Let $G$ be a group of order 15. We know $G$ has subgroups of order 3 and order 5, say $P_3$ and $P_5$ from Sylow theory. These must be cyclic (why?) so write $P_3 = \langle a \rangle$, $P_5 = \langle b \rangle$.

Using the lemma below, show $G = P_3P_5$. Prove the lemma if it's not something you already know.

Lemma. For subgroups $H$ and $K$ of a finite group $G$, $|HK| = |H||K|/ |H \cap K|$, where $HK = \{hk \mid h \in H, k \in K\}$.

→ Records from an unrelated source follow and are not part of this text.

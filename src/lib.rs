//! Todolist: project and task tracking with quotas and overdue auto-close.
//!
//! Projects group tasks; a manager enforces project and task quotas,
//! case-insensitive project name uniqueness, and the task status lifecycle
//! in which a task carries a closed timestamp exactly while it is done. A
//! periodic job closes overdue tasks.
//!
//! # Architecture
//!
//! The crate follows hexagonal architecture principles:
//!
//! - **Domain**: Pure business logic with no infrastructure dependencies
//! - **Ports**: Abstract trait interfaces for persistence
//! - **Adapters**: In-memory and `PostgreSQL` implementations of the ports
//!
//! # Modules
//!
//! - [`todo`]: Domain, ports, adapters and services for projects and tasks
//! - [`scheduler`]: Periodic driver for the auto-close job
//! - [`api`]: HTTP surface
//! - [`config`]: Environment configuration
//! - [`runtime`]: Tracing, database and shutdown bootstrap for the binaries

pub mod api;
pub mod config;
pub mod runtime;
pub mod scheduler;
pub mod todo;
//! Process bootstrap shared by the binaries.

use crate::{
    config::{AppConfig, ConfigError},
    todo::adapters::postgres::{PostgresTodoRepository, apply_schema, connect},
};
use thiserror::Error;
use tracing_subscriber::{EnvFilter, layer::SubscriberExt, util::SubscriberInitExt};

const DEFAULT_LOG_FILTER: &str = "todolist=info,tower_http=info";

/// Errors raised while bootstrapping a binary.
#[derive(Debug, Error)]
pub enum StartupError {
    /// Configuration could not be read.
    #[error(transparent)]
    Config(#[from] ConfigError),

    /// The connection pool could not be built.
    #[error("failed to connect to database: {0}")]
    Connect(#[from] diesel::r2d2::PoolError),

    /// The schema could not be applied.
    #[error("failed to apply database schema: {0}")]
    Schema(String),
}

/// Installs the global tracing subscriber.
///
/// `RUST_LOG` overrides the default filter.
pub fn init_tracing() {
    let filter =
        EnvFilter::try_from_default_env().unwrap_or_else(|_| EnvFilter::new(DEFAULT_LOG_FILTER));
    tracing_subscriber::registry()
        .with(filter)
        .with(tracing_subscriber::fmt::layer())
        .init();
}

/// Connects to `PostgreSQL`, applies the schema and returns a repository.
///
/// # Errors
///
/// Returns [`StartupError`] when `DATABASE_URL` is missing, the pool cannot
/// connect or the schema cannot be applied.
pub async fn open_repository(config: &AppConfig) -> Result<PostgresTodoRepository, StartupError> {
    let database_url = config.require_database_url()?.to_owned();
    let pool = tokio::task::spawn_blocking(move || {
        let connected = connect(&database_url)?;
        apply_schema(&connected).map_err(|err| StartupError::Schema(err.to_string()))?;
        Ok::<_, StartupError>(connected)
    })
    .await
    .map_err(|err| StartupError::Schema(err.to_string()))??;
    tracing::info!("database ready");
    Ok(PostgresTodoRepository::new(pool))
}

/// Resolves when the process receives Ctrl-C.
pub async fn shutdown_signal() {
    match tokio::signal::ctrl_c().await {
        Ok(()) => tracing::info!("shutdown signal received"),
        Err(err) => tracing::error!(error = %err, "failed to listen for shutdown signal"),
    }
}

Using Sylow theory, show $P_3$ is normal.

Then $bab^{-1} \in \langle a \rangle$. If $bab^{-1} = a$, we have $ba = ab$, so $G$ is abelian. Observe $bab^{-1} \neq 1$ (why?). The only "bad" possibility now is that $bab^{-1} = a^2$.

Suppose, to get a contradiction, that $bab^{-1} = a^2$. Then $ba = a^2b$. Using this identity repeatedly to fill in the $ \cdots $, show $a = b^5a = \cdots = a^2b^5 = a^2$. But $a \neq a^2$, so this is a contradiction.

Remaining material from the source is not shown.